Luke Kennard is an award-winning poet and performer, whose varied list of releases dates back to his 2005 debut collection The Solex Brothers (Redux), and toys with the boundaries of Sci-Fi, Folktale, and poetry itself. Last year he published his debut novel Transition (4th Estate). In anticipation of his performance at the SO: To Speak Small Press Showcase in November, I reviewed his 2016 poetry collection Cain, his sharp and witty exploration of faith, depression and recovery. I spoke to Luke earlier this week about his themes and his constraints, performance, and why small publishers are important.
In reading Cain it can be very easy – since it feels like such a creative centrepiece – to focus almost exclusively on the second volume of the text. I asked Luke to tell me a little about the creative relationship of the two flanking sections. He explained that he “probably could have just done 50 or 60 anagrams and surrounding notes and that would have been a whole book, maybe a tighter one,” but he “really wanted there to be a clear narrative drive to the book.” He explained how the first and third volume of Cain give context to, and clues for the deciphering of the anagrams, which are “essentially a TV show” which Kennard’s fictionalised self and his confidant “become obsessed with and watch, re-watch, study, read and write think-pieces about.” When we spoke about the constraint of the anagram form, Kennard cited “the process-driven stuff from the Oulipo… the New York School and the post-NY stuff, and the British Avant Garde” as sources of inspiration, noting that such “specific constraint forces the language, and that’s just such a pleasure because you’re constantly getting surprised by it, and then when you find some direction or chance upon something you particularly want to say it’s kind of a thrill.”
Faith in response to struggle seems central to Cain thematically. Kennard feels that poetry is the “ideal form” for exploring faith, which can otherwise be “awkward and difficult to talk about, there’s either a metaphysical order of existence or there isn’t, right? The thoughts that go through your head, your inner life, your inner voices: they’re either a meaningless by-product, or they’re actually the centre-stage fuelling our desperation for connection and our search for a totalising system that makes sense of the world, and how we might actually be of some help to the 10,000-80,000 people we encounter in our lives.” Kennard explains that the use of constraint itself is heavily influenced by religion, in that he wanted to “capture and reflect the generations of tribulation Cain is forced to witness” and to “grow something” from the earth that God curses in Genesis 4: 9-12. He draws a parallel with Cain’s journey through suffering and how the information age forces us all to bear witness more than we can possibly deal with. The use of anagrams within the text are apposite, both as reference to ancient religious ciphers and as a symbol of the complexity of contemporary lives lived in a bewildering state of constant online exposure.
Again he gestures toward the age of the internet, stating that “in a time where we’re all forced into curating our personas it feels like a useful act of rebellion to present yourself as fairly shabby,” an attitude both self-deprecating and modest. He continues, “many other poetry publishers would not have taken a chance on Cain, let alone actually engaged with the process and the design in the way that Penned did.” He thanks the publisher’s “editorial rigour” and the time and energy they invested in his work “as opposed to just hitting spell-check.”

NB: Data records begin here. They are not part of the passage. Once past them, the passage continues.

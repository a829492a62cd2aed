//! Configuration parsing and validation for taiso
//!
//! Supports TOML configuration with:
//! - Versioned schema
//! - Tracker, detector and error log sections
//! - Validation with clear error messages

mod schema;
mod settings;
mod validation;

pub use schema::*;
pub use settings::*;
pub use validation::*;

use std::path::Path;
use thiserror::Error;
use tracing::debug;

/// Configuration errors
#[derive(Debug, Error)]
pub enum ConfigError {
    #[error("Failed to read config file: {0}")]
    ReadError(#[from] std::io::Error),

    #[error("Failed to parse TOML: {0}")]
    ParseError(#[from] toml::de::Error),

    #[error("Validation failed: {errors:?}")]
    ValidationFailed { errors: Vec<ValidationError> },

    #[error("Unsupported config version: {0}")]
    UnsupportedVersion(u32),
}

impl From<ConfigError> for taiso_util::TaisoError {
    fn from(err: ConfigError) -> Self {
        taiso_util::TaisoError::config(err.to_string())
    }
}

pub type ConfigResult<T> = Result<T, ConfigError>;

/// Load and validate configuration from a TOML file
pub fn load_config(path: impl AsRef<Path>) -> ConfigResult<Settings> {
    let content = std::fs::read_to_string(path)?;
    parse_config(&content)
}

/// Load configuration, using defaults when the file does not exist
pub fn load_or_default(path: impl AsRef<Path>) -> ConfigResult<Settings> {
    let path = path.as_ref();
    if !path.exists() {
        debug!(path = %path.display(), "No config file, using defaults");
        return Ok(Settings::default());
    }
    load_config(path)
}

/// Parse and validate configuration from a TOML string
pub fn parse_config(content: &str) -> ConfigResult<Settings> {
    let raw: RawConfig = toml::from_str(content)?;

    // Check version
    if raw.config_version != CURRENT_CONFIG_VERSION {
        return Err(ConfigError::UnsupportedVersion(raw.config_version));
    }

    // Validate
    let errors = validate_config(&raw);
    if !errors.is_empty() {
        return Err(ConfigError::ValidationFailed { errors });
    }

    Ok(Settings::from_raw(raw))
}

/// Current supported config version
pub const CURRENT_CONFIG_VERSION: u32 = 1;

#[cfg(test)]
mod tests {
    use super::*;

    #[test]
    fn parse_minimal_config() {
        let config = r#"
            config_version = 1

            [tracker]
            display_timezone = "Asia/Tokyo"
        "#;

        let settings = parse_config(config).unwrap();
        assert_eq!(settings.display_timezone.as_deref(), Some("Asia/Tokyo"));
    }

    #[test]
    fn reject_wrong_version() {
        let result = parse_config("config_version = 99");
        assert!(matches!(result, Err(ConfigError::UnsupportedVersion(99))));
    }

    #[test]
    fn reject_invalid_values() {
        let config = r#"
            config_version = 1

            [detector]
            poll_interval_seconds = 0
        "#;

        match parse_config(config) {
            Err(ConfigError::ValidationFailed { errors }) => {
                assert_eq!(errors, vec![ValidationError::ZeroPollInterval]);
            }
            other => panic!("expected validation failure, got {other:?}"),
        }
    }

    #[test]
    fn missing_file_yields_defaults() {
        let dir = tempfile::tempdir().unwrap();
        let settings = load_or_default(dir.path().join("absent.toml")).unwrap();
        assert_eq!(settings.poll_interval, DEFAULT_POLL_INTERVAL);
    }

    #[test]
    fn load_from_file() {
        let dir = tempfile::tempdir().unwrap();
        let path = dir.path().join("config.toml");
        std::fs::write(
            &path,
            "config_version = 1\n[errors]\nlog_capacity = 5\n",
        )
        .unwrap();

        let settings = load_or_default(&path).unwrap();
        assert_eq!(settings.error_log_capacity, 5);
    }
}
//! Error types for taiso

use thiserror::Error;

/// Core error type for taiso write-path operations
#[derive(Debug, Error)]
pub enum TaisoError {
    #[error("Timezone error: {0}")]
    TimezoneError(String),

    #[error("Store error: {0}")]
    StoreError(String),

    #[error("Configuration error: {0}")]
    ConfigError(String),

    #[error("Validation error: {0}")]
    ValidationError(String),

    #[error("Internal error: {0}")]
    Internal(String),
}

impl TaisoError {
    pub fn timezone(msg: impl Into<String>) -> Self {
        Self::TimezoneError(msg.into())
    }

    pub fn store(msg: impl Into<String>) -> Self {
        Self::StoreError(msg.into())
    }

    pub fn config(msg: impl Into<String>) -> Self {
        Self::ConfigError(msg.into())
    }

    pub fn validation(msg: impl Into<String>) -> Self {
        Self::ValidationError(msg.into())
    }

    pub fn internal(msg: impl Into<String>) -> Self {
        Self::Internal(msg.into())
    }

    /// Whether the failure came from the persistence layer.
    pub fn is_store(&self) -> bool {
        matches!(self, Self::StoreError(_))
    }
}

pub type Result<T> = std::result::Result<T, TaisoError>;
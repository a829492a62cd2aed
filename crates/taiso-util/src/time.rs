//! Time utilities for taiso
//!
//! Records carry UTC instants as epoch milliseconds and wall-clock values as
//! "naive fields read as UTC" milliseconds. The helpers here convert between
//! those encodings and chrono types.
//!
//! # Mock Time for Development
//!
//! In debug builds, the `TAISO_MOCK_TIME` environment variable can be set
//! to override the system time. The value is read as a UTC instant.
//!
//! Format: `YYYY-MM-DD HH:MM:SS` (e.g., `2025-01-15 00:30:00`)
//!
//! Example:
//! ```bash
//! TAISO_MOCK_TIME="2025-01-15 00:30:00" taiso streak
//! ```

use chrono::{DateTime, NaiveDate, NaiveDateTime, Utc};
use std::sync::OnceLock;

/// Environment variable name for mock time (debug builds only)
pub const MOCK_TIME_ENV_VAR: &str = "TAISO_MOCK_TIME";

/// Calendar date format used for storage keys and display.
pub const DATE_FORMAT: &str = "%Y-%m-%d";

/// Milliseconds in a nominal 24h day.
pub const MILLIS_PER_DAY: i64 = 24 * 60 * 60 * 1000;

/// Offset between mock time and real time, captured once per process.
static MOCK_TIME_OFFSET: OnceLock<Option<chrono::Duration>> = OnceLock::new();

fn get_mock_time_offset() -> Option<chrono::Duration> {
    *MOCK_TIME_OFFSET.get_or_init(|| {
        #[cfg(debug_assertions)]
        {
            if let Ok(mock_time_str) = std::env::var(MOCK_TIME_ENV_VAR) {
                match NaiveDateTime::parse_from_str(&mock_time_str, "%Y-%m-%d %H:%M:%S") {
                    Ok(naive_dt) => {
                        let offset = naive_dt.and_utc().signed_duration_since(Utc::now());
                        tracing::info!(
                            mock_time = %mock_time_str,
                            offset_secs = offset.num_seconds(),
                            "Mock time enabled"
                        );
                        return Some(offset);
                    }
                    Err(_) => {
                        tracing::warn!(
                            mock_time = %mock_time_str,
                            expected_format = "%Y-%m-%d %H:%M:%S",
                            "Invalid mock time format"
                        );
                    }
                }
            }
            None
        }
        #[cfg(not(debug_assertions))]
        {
            None
        }
    })
}

/// Returns whether mock time is currently active.
pub fn is_mock_time_active() -> bool {
    get_mock_time_offset().is_some()
}

/// Get the current UTC instant, respecting mock time settings in debug builds.
///
/// Mock time advances at the same rate as real time.
pub fn now() -> DateTime<Utc> {
    let real_now = Utc::now();

    if let Some(offset) = get_mock_time_offset() {
        real_now + offset
    } else {
        real_now
    }
}

/// Convert epoch milliseconds to a UTC instant.
///
/// Returns `None` when the value is outside chrono's representable range.
pub fn utc_from_millis(millis: i64) -> Option<DateTime<Utc>> {
    DateTime::from_timestamp_millis(millis)
}

/// Decode a wall-clock value that was stored as "fields read as UTC".
pub fn wall_clock_from_millis(millis: i64) -> Option<NaiveDateTime> {
    utc_from_millis(millis).map(|dt| dt.naive_utc())
}

/// Encode wall-clock fields as epoch-like milliseconds.
pub fn wall_clock_to_millis(wall_clock: &NaiveDateTime) -> i64 {
    wall_clock.and_utc().timestamp_millis()
}

/// Format a calendar date as `YYYY-MM-DD`.
pub fn format_date(date: NaiveDate) -> String {
    date.format(DATE_FORMAT).to_string()
}

/// Parse a `YYYY-MM-DD` calendar date.
pub fn parse_date(s: &str) -> Option<NaiveDate> {
    NaiveDate::parse_from_str(s, DATE_FORMAT).ok()
}

/// The UTC calendar date of an instant, as `YYYY-MM-DD`.
pub fn utc_date_string(instant: &DateTime<Utc>) -> String {
    format_date(instant.date_naive())
}
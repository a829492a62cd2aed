//! SQLite-based storage implementation

use async_trait::async_trait;
use rusqlite::{Connection, OptionalExtension, params};
use std::path::Path;
use std::sync::{Mutex, MutexGuard};
use taiso_api::ExerciseRecord;
use tracing::{debug, warn};

use crate::{RecordStorage, RecordVisitor, StoreError, StoreResult};

/// SQLite-based record storage.
///
/// One row per date key; the value is the JSON-encoded record list.
pub struct SqliteStorage {
    conn: Mutex<Connection>,
}

impl SqliteStorage {
    /// Open or create storage at the given path
    pub fn open(path: impl AsRef<Path>) -> StoreResult<Self> {
        let conn = Connection::open(path)?;
        let store = Self {
            conn: Mutex::new(conn),
        };
        store.init_schema()?;
        Ok(store)
    }

    /// Create in-memory storage (for testing)
    pub fn in_memory() -> StoreResult<Self> {
        let conn = Connection::open_in_memory()?;
        let store = Self {
            conn: Mutex::new(conn),
        };
        store.init_schema()?;
        Ok(store)
    }

    fn conn(&self) -> StoreResult<MutexGuard<'_, Connection>> {
        self.conn
            .lock()
            .map_err(|_| StoreError::Unavailable("connection lock poisoned".into()))
    }

    fn init_schema(&self) -> StoreResult<()> {
        let conn = self.conn()?;

        conn.execute_batch(
            r#"
            -- Records grouped by local calendar date
            CREATE TABLE IF NOT EXISTS day_records (
                day TEXT PRIMARY KEY,
                records_json TEXT NOT NULL
            );
            "#,
        )?;

        debug!("Store schema initialized");
        Ok(())
    }
}

#[async_trait]
impl RecordStorage for SqliteStorage {
    async fn get(&self, key: &str) -> StoreResult<Option<Vec<ExerciseRecord>>> {
        let conn = self.conn()?;

        let json: Option<String> = conn
            .query_row(
                "SELECT records_json FROM day_records WHERE day = ?",
                [key],
                |row| row.get(0),
            )
            .optional()?;

        match json {
            Some(s) => Ok(Some(serde_json::from_str(&s)?)),
            None => Ok(None),
        }
    }

    async fn set(&self, key: &str, records: Vec<ExerciseRecord>) -> StoreResult<Vec<ExerciseRecord>> {
        let conn = self.conn()?;
        let json = serde_json::to_string(&records)?;

        conn.execute(
            r#"
            INSERT INTO day_records (day, records_json)
            VALUES (?, ?)
            ON CONFLICT(day)
            DO UPDATE SET records_json = excluded.records_json
            "#,
            params![key, json],
        )?;

        debug!(day = %key, count = records.len(), "Records written");
        Ok(records)
    }

    async fn iterate(&self, visit: &mut RecordVisitor<'_>) -> StoreResult<()> {
        let rows = {
            let conn = self.conn()?;
            let mut stmt = conn.prepare("SELECT day, records_json FROM day_records ORDER BY day")?;
            let rows = stmt.query_map([], |row| {
                let day: String = row.get(0)?;
                let json: String = row.get(1)?;
                Ok((day, json))
            })?;
            let collected = rows.collect::<Result<Vec<_>, _>>()?;
            collected
        };

        for (day, json) in rows {
            match serde_json::from_str::<Vec<ExerciseRecord>>(&json) {
                Ok(records) => visit(&day, &records),
                Err(e) => warn!(day = %day, error = %e, "Skipping undecodable record list"),
            }
        }

        Ok(())
    }

    fn is_healthy(&self) -> bool {
        match self.conn.lock() {
            Ok(conn) => conn.query_row("SELECT 1", [], |_| Ok(())).is_ok(),
            Err(_) => {
                warn!("Store lock poisoned");
                false
            }
        }
    }
}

In anticipation of his appearance at the Small Press Showcase, I asked what power he feels poetry adopts in performance that may be absent on the page. “Thrilled” to be appearing at SO: To Speak, he sees his work as positioned “halfway between performance and page,” the “fear of performance, that it can go one way or another” is something he loves. Performance allows a “temporary, joyful connection with a group of people,” a thrilling state that flirts with the risk that “you have no idea how it’s going to go until you lock eyes with them [the audience].”